Hi everyone,

I would like to bump this transactional producer bug again:https://issues.apache.org/jira/browse/KAFKA-14053
Which already has an open PR: https://github.com/apache/kafka/pull/12392

There is a not-so-frequent, but - in my opinion - critical bug in transactional producers. If the bug occurs, it corrupts the partition and blocks read_committed consumers.

Can someone please take a look? I see 2 possible solutions, implemented one of those. I'm willing to work on the 2nd approach as well, but I need some input on the PR.

Thanks in advance,
Daniel

2022. 09. 13. 18:46 keltezéssel, Chris Egerton írta:
Hi Colt,

You can certainly review PRs, but you cannot merge them. Reviews are still
valuable as they help lighten the workload on committers and, to some
degree, provide a signal of how high-priority a change is to the community.

Cheers,

Chris

On Sun, Sep 11, 2022 at 12:19 PM Colt McNealy <c...@littlehorse.io> wrote:

Hi all—

I'm not a committer so I can't review this PR (or is that not true?).
However, I'd like to bump this as well. I believe that I've encountered
this bug during chaos testing with the transactional producer. I can
sometimes produce this error when killing a broker during a long-running
transaction, which causes a batch to encounter delivery timeout as
described in the Jira. I have observed some inconsistencies with
the consumer offset being advanced prematurely (i.e. perhaps after the
delivery of the EndTxnRequest).

Daniel, thank you for the PR.

Cheers,
Colt McNealy
*Founder, LittleHorse.io*

On Fri, Sep 9, 2022 at 9:54 AM Dániel Urbán <urb.dani...@gmail.com> wrote:

Hi all,

I would like to bump this and bring some attention to the issue.
This is a nasty bug in the transactional producer, would be nice if I
could
get some feedback on the PR: https://github.com/apache/kafka/pull/12392

Thanks in advance,
Daniel

Viktor Somogyi-Vass <viktor.somo...@cloudera.com.invalid> ezt írta
(időpont: 2022. júl. 25., H, 15:28):

Hi Luke & Artem,

We prepared the fix, would you please help in getting a
committer-reviewer
to get this issue resolved?

Thanks,
Viktor

On Fri, Jul 8, 2022 at 12:57 PM Dániel Urbán <urb.dani...@gmail.com>
wrote:

Submitted a PR with the fix:
https://github.com/apache/kafka/pull/12392
In the PR I tried keeping the producer in a usable state after the
forced
bump. I understand that it might be the cleanest solution, but the
only
other option I know of is to transition into a fatal state, meaning
that
the producer has to be recreated after a delivery timeout.

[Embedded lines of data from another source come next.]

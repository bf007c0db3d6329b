//! Active display language: one writer, many readers.
//!
//! `LocaleHolder` owns the current language and is the only place it can be
//! changed. Readers subscribe through `LocaleReader` and either take an
//! immutable `Locale` snapshot for rendering or await the next change.

use crate::i18n::{Language, TranslationTable};
use tokio::sync::watch;

/// Owner of the active language.
#[derive(Debug)]
pub struct LocaleHolder {
    tx: watch::Sender<Language>,
}

impl LocaleHolder {
    pub fn new(initial: Language) -> Self {
        let (tx, _rx) = watch::channel(initial);
        Self { tx }
    }

    /// Switch the active language.
    ///
    /// Returns `true` when the value actually changed; readers are only
    /// notified in that case.
    pub fn set(&self, language: Language) -> bool {
        self.tx.send_if_modified(|current| {
            if *current == language {
                false
            } else {
                *current = language;
                true
            }
        })
    }

    pub fn current(&self) -> Language {
        *self.tx.borrow()
    }

    pub fn snapshot(&self) -> Locale {
        Locale::new(self.current())
    }

    pub fn subscribe(&self) -> LocaleReader {
        LocaleReader {
            rx: self.tx.subscribe(),
        }
    }
}

impl Default for LocaleHolder {
    fn default() -> Self {
        Self::new(Language::default_language())
    }
}

/// Read side of the active language.
#[derive(Debug, Clone)]
pub struct LocaleReader {
    rx: watch::Receiver<Language>,
}

impl LocaleReader {
    pub fn current(&self) -> Language {
        *self.rx.borrow()
    }

    /// Take a snapshot and mark the current value as seen.
    pub fn snapshot(&mut self) -> Locale {
        Locale::new(*self.rx.borrow_and_update())
    }

    /// Whether the language changed since the last `snapshot` or `changed`.
    pub fn has_changed(&self) -> bool {
        self.rx.has_changed().unwrap_or(false)
    }

    /// Wait for the next language switch and return the new snapshot.
    ///
    /// Returns `None` once the holder is gone.
    pub async fn changed(&mut self) -> Option<Locale> {
        self.rx.changed().await.ok()?;
        Some(self.snapshot())
    }
}

/// Immutable view of the active language used while rendering one page.
#[derive(Debug, Clone, Copy, PartialEq, Eq, Default)]
pub struct Locale {
    language: Language,
}

impl Locale {
    pub fn new(language: Language) -> Self {
        Self { language }
    }

    pub fn language(&self) -> Language {
        self.language
    }

    pub fn code(&self) -> &'static str {
        self.language.code()
    }

    /// Localized text for `key`, or the key itself when it has no entry.
    pub fn t<'k>(&self, key: &'k str) -> &'k str {
        TranslationTable::get().resolve(self.language, key)
    }
}

#[cfg(test)]
mod tests {
    use super::*;

    // ==================== Holder Tests ====================

    #[test]
    fn test_holder_starts_in_default_language() {
        let holder = LocaleHolder::default();
        assert_eq!(holder.current(), Language::ENGLISH);
    }

    #[test]
    fn test_set_reports_change() {
        let holder = LocaleHolder::new(Language::ENGLISH);
        assert!(holder.set(Language::MONGOLIAN));
        assert_eq!(holder.current(), Language::MONGOLIAN);
    }

    #[test]
    fn test_set_same_language_is_not_a_change() {
        let holder = LocaleHolder::new(Language::MONGOLIAN);
        assert!(!holder.set(Language::MONGOLIAN));
    }

    #[test]
    fn test_set_without_readers_still_updates() {
        let holder = LocaleHolder::new(Language::ENGLISH);
        holder.set(Language::MONGOLIAN);
        assert_eq!(holder.snapshot().code(), "mn");
    }

    // ==================== Reader Tests ====================

    #[test]
    fn test_readers_see_latest_value() {
        let holder = LocaleHolder::new(Language::ENGLISH);
        let first = holder.subscribe();
        let second = holder.subscribe();

        holder.set(Language::MONGOLIAN);

        assert_eq!(first.current(), Language::MONGOLIAN);
        assert_eq!(second.current(), Language::MONGOLIAN);
    }

    #[test]
    fn test_has_changed_clears_after_snapshot() {
        let holder = LocaleHolder::new(Language::ENGLISH);
        let mut reader = holder.subscribe();
        assert!(!reader.has_changed());

        holder.set(Language::MONGOLIAN);
        assert!(reader.has_changed());

        let locale = reader.snapshot();
        assert_eq!(locale.language(), Language::MONGOLIAN);
        assert!(!reader.has_changed());
    }

    #[test]
    fn test_unchanged_set_does_not_notify() {
        let holder = LocaleHolder::new(Language::ENGLISH);
        let reader = holder.subscribe();
        holder.set(Language::ENGLISH);
        assert!(!reader.has_changed());
    }

    #[tokio::test]
    async fn test_changed_wakes_on_switch() {
        let holder = LocaleHolder::new(Language::ENGLISH);
        let mut reader = holder.subscribe();

        let waiter = tokio::spawn(async move { reader.changed().await });
        holder.set(Language::MONGOLIAN);

        let locale = waiter.await.unwrap().unwrap();
        assert_eq!(locale.t("nav.news"), "Мэдээ");
    }

    #[tokio::test]
    async fn test_changed_returns_none_when_holder_dropped() {
        let holder = LocaleHolder::new(Language::ENGLISH);
        let mut reader = holder.subscribe();
        drop(holder);
        assert!(reader.changed().await.is_none());
    }

    // ==================== Snapshot Tests ====================

    #[test]
    fn test_switching_changes_every_known_key() {
        let holder = LocaleHolder::new(Language::ENGLISH);
        let before = holder.snapshot();
        holder.set(Language::MONGOLIAN);
        let after = holder.snapshot();

        let table = TranslationTable::get();
        for key in table.keys("en") {
            assert_eq!(before.t(key), table.resolve(Language::ENGLISH, key));
            assert_eq!(after.t(key), table.resolve(Language::MONGOLIAN, key));
        }
        assert_ne!(before.t("nav.about"), after.t("nav.about"));
    }

    #[test]
    fn test_snapshot_is_unaffected_by_later_switch() {
        let holder = LocaleHolder::new(Language::ENGLISH);
        let snapshot = holder.snapshot();
        holder.set(Language::MONGOLIAN);
        assert_eq!(snapshot.t("nav.about"), "About");
    }

    #[test]
    fn test_unknown_key_falls_back() {
        assert_eq!(Locale::default().t("hero.unknown"), "hero.unknown");
    }
}
use serde::{Deserialize, Serialize};
use vault_client::{Address, ViewState};

#[derive(Debug, Default, Deserialize)]
pub struct AmountRequest {
    /// Decimal ETH; when absent the stored form value is used
    #[serde(default)]
    pub amount: Option<String>,
}

#[derive(Debug, Clone, PartialEq, Eq, Serialize, Deserialize)]
pub struct BusyView {
    pub connect: bool,
    pub deposit: bool,
    pub withdraw: bool,
}

/// Rendered view state, as shown on the page
#[derive(Debug, Clone, PartialEq, Eq, Serialize, Deserialize)]
pub struct StateView {
    pub contract_address: String,
    pub connected: bool,
    pub account: Option<String>,
    /// ETH, decimal
    pub balance: String,
    pub governance_tokens: String,
    pub deposit_timestamp: String,
    pub unlock_date: String,
    /// Epoch seconds, decimal
    pub unlock_timestamp: Option<String>,
    pub amount: String,
    pub busy: BusyView,
    pub error: Option<String>,
    pub notice: Option<String>,
    pub last_tx_hash: Option<String>,
}

impl StateView {
    pub fn render(state: &ViewState, contract_address: Address) -> Self {
        Self {
            contract_address: contract_address.to_string(),
            connected: state.is_connected(),
            account: state.account().map(|account| account.to_string()),
            balance: state.balance_text(),
            governance_tokens: state.governance_tokens_text(),
            deposit_timestamp: state.deposit_timestamp_text(),
            unlock_date: state.unlock_date_text(),
            unlock_timestamp: state.unlock_timestamp().map(|ts| ts.to_string()),
            amount: state.amount_input.clone(),
            busy: BusyView {
                connect: state.in_flight.connect,
                deposit: state.in_flight.deposit,
                withdraw: state.in_flight.withdraw,
            },
            error: state.error.clone(),
            notice: state.notice.clone(),
            last_tx_hash: state.last_tx_hash.clone(),
        }
    }
}

/// Error body: the message plus the state after the failure
#[derive(Debug, Serialize, Deserialize)]
pub struct ErrorResponse {
    pub error: String,
    pub state: StateView,
}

I think
that
is
still fine compared to the out-of-order messages.

Looking forward to your reviews,
Daniel

Dániel Urbán <urb.dani...@gmail.com> ezt írta (időpont: 2022. júl.
7.,
Cs,
12:04):

Thanks for the feedback, I created
https://issues.apache.org/jira/browse/KAFKA-14053 and started
working
on
a PR.

Luke, for the workaround, we used the transaction admin tool
released
in
3.0 to "abort" these hanging batches manually.
Naturally, the cluster health should be stabilized. This issue
popped
up
most frequently around times when some partitions went into a few
minute
window of unavailability. The infinite retries on the producer side
caused
a situation where the last retry was still in-flight, but the
delivery
timeout was triggered on the client side. We reduced the retries
and
increased the delivery timeout to avoid such situations.
Still, the issue can occur in other scenarios, for example a client
queueing up many batches in the producer buffer, and causing those
batches
to spend most of the delivery timeout window in the client memory.

Thanks,
Daniel

Luke Chen <show...@gmail.com> ezt írta (időpont: 2022. júl. 7.,
Cs,
5:13):
Hi Daniel,

Thanks for reporting the issue, and the investigation.
I'm curious, so, what's your workaround for this issue?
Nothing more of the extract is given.